Inflammation research : official journal of the European Histamine Research Society ... [et al.] (2009-06-12)
John J Byrnes, Stefan Gross, Courtney Ellard, Kelly Connolly, Stephen Donahue, Dominic Picarella
ABSTRACT

Angiotensin-converting enzyme 2 (ACE2) is expressed in gastrointestinal tissue. Previous studies of GL1001, a potent and selective ACE2 inhibitor, have revealed anti-inflammatory activity in the mouse digestive tract. We hypothesized that GL1001 might also produce beneficial effects in a mouse DSS model of inflammatory bowel disease.

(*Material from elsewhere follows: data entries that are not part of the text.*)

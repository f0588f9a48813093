//! # The individual pipeline stages
//!
//! `build_truth_table` is a thin wrapper around four stages which can also be used on their own.
//! All of them work on canonical text (see the [previous chapter](../p01_notation/index.html)).
//!
//! ```rust
//! use algoviz_lib_logic::{PostfixExpression, Valuation, VariableSet, TruthTableError};
//!
//! let formula = "p ∧ (q ∨ ¬r)";
//!
//! // Every lowercase letter is a variable. The set is sorted and determines column order.
//! let variables = VariableSet::extract(formula).unwrap();
//! assert_eq!(vec!['p', 'q', 'r'], variables.names());
//!
//! // The shunting-yard compiler produces a postfix sequence.
//! let postfix = PostfixExpression::compile(formula).unwrap();
//! assert_eq!("p q r ¬ ∨ ∧", postfix.to_string());
//!
//! // A valuation is aligned with the variable set: here p = true, q = false, r = false.
//! let valuation = Valuation::new(vec![true, false, false]);
//! assert_eq!(Ok(true), postfix.eval_in(&variables, &valuation));
//!
//! // Missing operands are only discovered by the stack machine.
//! let broken = PostfixExpression::compile("p ∧ ∧ q").unwrap();
//! let variables = VariableSet::extract("p ∧ ∧ q").unwrap();
//! let valuation = Valuation::new(vec![true, true]);
//! assert_eq!(Err(TruthTableError::InvalidExpression), broken.eval_in(&variables, &valuation));
//! ```
//!
//! ## Precedence and grouping
//!
//! From the tightest to the loosest binding, the operators are `¬`, `∧`, `∨`, `→` and `↔`.
//! Operators of the same precedence group to the left. This includes `→`, so `p → q → r`
//! means `(p → q) → r` and not the right-grouped reading common in logic textbooks.
//! The explicit `BooleanExpression` tree shows the grouping:
//!
//! ```rust
//! use algoviz_lib_logic::boolean_expression::BooleanExpression;
//! use std::convert::TryFrom;
//!
//! let e = BooleanExpression::try_from("p → q → r").unwrap();
//! assert_eq!("((p → q) → r)", e.to_string());
//! let e = BooleanExpression::try_from("¬p ∨ q ∧ r ↔ s").unwrap();
//! assert_eq!("((¬p ∨ (q ∧ r)) ↔ s)", e.to_string());
//! ```
//!
//! A double negation has to be grouped as `¬(¬p)`. Written as `¬¬`, the second `¬` moves the
//! first one to the output before either operand is seen, so the first `¬` negates the operand
//! that precedes it. At the start of a formula there is nothing to negate and evaluation fails
//! with `InvalidExpression`. After a binary operator, the formula silently means something else:
//!
//! ```rust
//! use algoviz_lib_logic::{PostfixExpression, TruthTable};
//!
//! let postfix = PostfixExpression::compile("p ∧ ¬¬q").unwrap();
//! assert_eq!("p ¬ q ¬ ∧", postfix.to_string());
//!
//! // The same truth table as `¬p ∧ ¬q`, not as `p ∧ q`.
//! let table = TruthTable::generate("p ∧ ¬¬q").unwrap();
//! assert_eq!(vec![true, false, false, false], table.outputs());
//! ```
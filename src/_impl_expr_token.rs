use crate::op_function;
use crate::ExprToken::*;
use crate::{ExprToken, Variable};
use std::fmt::{Display, Error, Formatter};

/// **(internal)** Operator precedence table (higher binds tighter).
///
/// All binary operators are resolved as left-associative, including `→` and `↔`.
pub(crate) static PRECEDENCE_TABLE: [(ExprToken, u8); 5] =
    [(Not, 4), (And, 3), (Or, 2), (Imp, 1), (Iff, 0)];

pub(crate) const NOT_SYMBOL: char = '¬';
pub(crate) const AND_SYMBOL: char = '∧';
pub(crate) const OR_SYMBOL: char = '∨';
pub(crate) const IMP_SYMBOL: char = '→';
pub(crate) const IFF_SYMBOL: char = '↔';

impl ExprToken {
    /// Classify one character of canonical text. Returns `None` for whitespace and for
    /// characters which are not part of the canonical alphabet.
    pub fn from_char(c: char) -> Option<ExprToken> {
        match c {
            NOT_SYMBOL => Some(Not),
            AND_SYMBOL => Some(And),
            OR_SYMBOL => Some(Or),
            IMP_SYMBOL => Some(Imp),
            IFF_SYMBOL => Some(Iff),
            '(' => Some(LeftParen),
            ')' => Some(RightParen),
            c => Variable::try_from(c).ok().map(Var),
        }
    }

    /// The canonical (symbolic) character of this token.
    pub fn to_char(self) -> char {
        match self {
            Var(var) => var.name(),
            Not => NOT_SYMBOL,
            And => AND_SYMBOL,
            Or => OR_SYMBOL,
            Imp => IMP_SYMBOL,
            Iff => IFF_SYMBOL,
            LeftParen => '(',
            RightParen => ')',
        }
    }

    /// The word-notation spelling of an operator token.
    pub fn to_word(self) -> Option<&'static str> {
        match self {
            Not => Some("NOT"),
            And => Some("AND"),
            Or => Some("OR"),
            Imp => Some("IMPLIES"),
            Iff => Some("IFF"),
            _ => None,
        }
    }

    /// Operator token spelled by the given word (case-insensitive).
    pub fn from_word(word: &str) -> Option<ExprToken> {
        [Not, And, Or, Imp, Iff]
            .into_iter()
            .find(|op| op.to_word().map_or(false, |w| w.eq_ignore_ascii_case(word)))
    }

    /// True for `¬`, `∧`, `∨`, `→` and `↔`.
    pub fn is_operator(self) -> bool {
        matches!(self, Not | And | Or | Imp | Iff)
    }

    /// Precedence of this token in the default operator table, `None` for non-operators.
    pub fn precedence(self) -> Option<u8> {
        precedence_in(&PRECEDENCE_TABLE, self)
    }

    /// **(internal)** Truth function of a binary operator token.
    pub(crate) fn binary_function(self) -> Option<fn(bool, bool) -> bool> {
        match self {
            And => Some(op_function::and),
            Or => Some(op_function::or),
            Imp => Some(op_function::imp),
            Iff => Some(op_function::iff),
            _ => None,
        }
    }
}

/// **(internal)** Look up the precedence of `token` in the given operator table.
pub(crate) fn precedence_in(table: &[(ExprToken, u8)], token: ExprToken) -> Option<u8> {
    table
        .iter()
        .find(|(op, _)| *op == token)
        .map(|(_, precedence)| *precedence)
}

impl Display for ExprToken {
    fn fmt(&self, f: &mut Formatter<'_>) -> Result<(), Error> {
        write!(f, "{}", self.to_char())
    }
}
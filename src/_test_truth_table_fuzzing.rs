//!
//! Here, we have a small toolbox for fuzzing the truth table pipeline.
//! It creates a random binary tree of operations, where each leaf is a random
//! variable and each tree node is one binary operator, possibly negated.
//!
//! Each tree is printed as a fully parenthesised formula, which is then pushed through the
//! whole pipeline (normalizer, extractor, compiler, stack machine). The resulting table is
//! compared row by row with a direct recursive evaluation of the tree. To get predictable
//! test cases, we use a predefined set of randomness seeds.

use crate::boolean_expression::BooleanExpression;
use crate::Notation::{Symbolic, Word};
use crate::*;
use rand::prelude::StdRng;
use rand::{RngCore, SeedableRng};
use std::convert::TryFrom;

#[derive(Debug)]
enum TreeOp {
    AND,
    OR,
    IMP,
    IFF,
}

#[derive(Debug)]
struct Op {
    op: TreeOp,
    negate: bool,
}

#[derive(Debug)]
struct OpTree {
    leaves: Vec<char>,
    ops: Vec<Vec<Op>>,
}

impl OpTree {
    /// Create a new random tree. The `tree_height` is the number of levels in the tree
    /// (so the number of leaves will be `2^tree_height`).
    fn new_random(tree_height: u8, num_vars: u8, seed: u64) -> OpTree {
        let mut rand = StdRng::seed_from_u64(seed);
        let num_leafs = 1 << (tree_height as usize);
        let mut levels: Vec<Vec<Op>> = Vec::new();

        let leaves: Vec<char> = (0..num_leafs)
            .map(|_| (b'a' + (rand.next_u32() % u32::from(num_vars)) as u8) as char)
            .collect();

        let mut level_width = num_leafs / 2;
        for _ in 0..tree_height {
            let level: Vec<Op> = (0..level_width)
                .map(|_| {
                    let negate = rand.next_u32() % 2 == 0;
                    let op = match rand.next_u32() % 4 {
                        0 => TreeOp::AND,
                        1 => TreeOp::OR,
                        2 => TreeOp::IMP,
                        _ => TreeOp::IFF,
                    };
                    Op { op, negate }
                })
                .collect();
            levels.push(level);
            level_width /= 2;
        }

        OpTree {
            leaves,
            ops: levels,
        }
    }

    /// Print the tree as a fully parenthesised canonical formula.
    fn to_formula(&self) -> String {
        let mut level: Vec<String> = self.leaves.iter().map(|c| c.to_string()).collect();
        for ops in &self.ops {
            level = ops
                .iter()
                .enumerate()
                .map(|(i, op)| {
                    let symbol = match op.op {
                        TreeOp::AND => '∧',
                        TreeOp::OR => '∨',
                        TreeOp::IMP => '→',
                        TreeOp::IFF => '↔',
                    };
                    let formula = format!("({} {} {})", level[2 * i], symbol, level[2 * i + 1]);
                    if op.negate {
                        format!("¬{}", formula)
                    } else {
                        formula
                    }
                })
                .collect();
        }
        level.concat()
    }

    /// Evaluate the tree directly in the given values (indexed by letter).
    fn eval(&self, values: &[bool; 26]) -> bool {
        let mut level: Vec<bool> = self
            .leaves
            .iter()
            .map(|c| values[(*c as u8 - b'a') as usize])
            .collect();
        for ops in &self.ops {
            level = ops
                .iter()
                .enumerate()
                .map(|(i, op)| {
                    let (l, r) = (level[2 * i], level[2 * i + 1]);
                    let value = match op.op {
                        TreeOp::AND => l && r,
                        TreeOp::OR => l || r,
                        TreeOp::IMP => !l || r,
                        TreeOp::IFF => l == r,
                    };
                    value != op.negate
                })
                .collect();
        }
        level[0]
    }
}

/// Check that the truth table of a random tree agrees with the tree on every row.
fn fuzz_test(tree_height: u8, num_vars: u8, seed: u64) {
    let tree = OpTree::new_random(tree_height, num_vars, seed);
    let formula = tree.to_formula();
    let table = TruthTable::generate(&formula).unwrap();
    let names = table.variables().names();
    assert_eq!(1usize << names.len(), table.rows().len());
    for row in table.rows() {
        let mut values = [false; 26];
        for (name, value) in names.iter().zip(row.inputs().values()) {
            values[(*name as u8 - b'a') as usize] = *value;
        }
        assert_eq!(tree.eval(&values), row.output(), "{} in {}", formula, row.inputs());
    }
}

#[test]
fn fuzz_truth_table_small() {
    for seed in 0..100 {
        fuzz_test(3, 3, seed);
    }
}

#[test]
fn fuzz_truth_table_medium() {
    for seed in 0..20 {
        fuzz_test(5, 6, seed);
    }
}

#[test]
fn fuzz_truth_table_large() {
    for seed in 0..5 {
        fuzz_test(7, 10, seed);
    }
}

#[test]
fn fuzz_boolean_expression_agrees_with_stack_machine() {
    for seed in 0..50 {
        let formula = OpTree::new_random(4, 5, seed).to_formula();
        let expression = BooleanExpression::try_from(formula.as_str()).unwrap();
        let table = TruthTable::generate(&formula).unwrap();
        for row in table.rows() {
            assert_eq!(
                Some(row.output()),
                expression.eval_in(table.variables(), row.inputs())
            );
        }
    }
}

#[test]
fn fuzz_word_notation_round_trip() {
    for seed in 0..50 {
        let formula = OpTree::new_random(3, 4, seed).to_formula();
        let words = normalize(&formula, Symbolic, Word);
        assert_eq!(formula, normalize(&words, Word, Symbolic));
        let symbolic = TruthTable::generate(&formula).unwrap();
        let word = build_truth_table(&words, Word).unwrap();
        assert_eq!(symbolic.rows(), word.rows());
    }
}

Female mice were used for study. Animals were treated for 5 days with 5% DSS in the drinking water to induce colitis. For the following 9 days, animals were treated twice daily with GL1001 (30, 100, 300 mg/kg, s.c.), sulfasalazine (150 mg/kg, p.o.), or vehicle. Throughout the experiment, body weight, rectal prolapse, stool consistency, and fecal occult blood were monitored. At termination, colon length, histopathology, and myeloperoxidase activity were assessed. High-dose GL1001 ameliorated DSS-induced disease activity, including rectal prolapse and intestinal bleeding. The most robust effect of GL1001 was observed 48-96 h post DSS treatment and was comparable in magnitude to that of sulfasalazine. Colon pathology and myeloperoxidase activity were also markedly attenuated by high-dose GL1001 treatment, with the most profound effects observed in the distal segment. The findings support the previously observed anti-inflammatory effects of ACE2 inhibition in gastrointestinal tissue and suggest that GL1001 may have therapeutic utility for inflammatory bowel disease.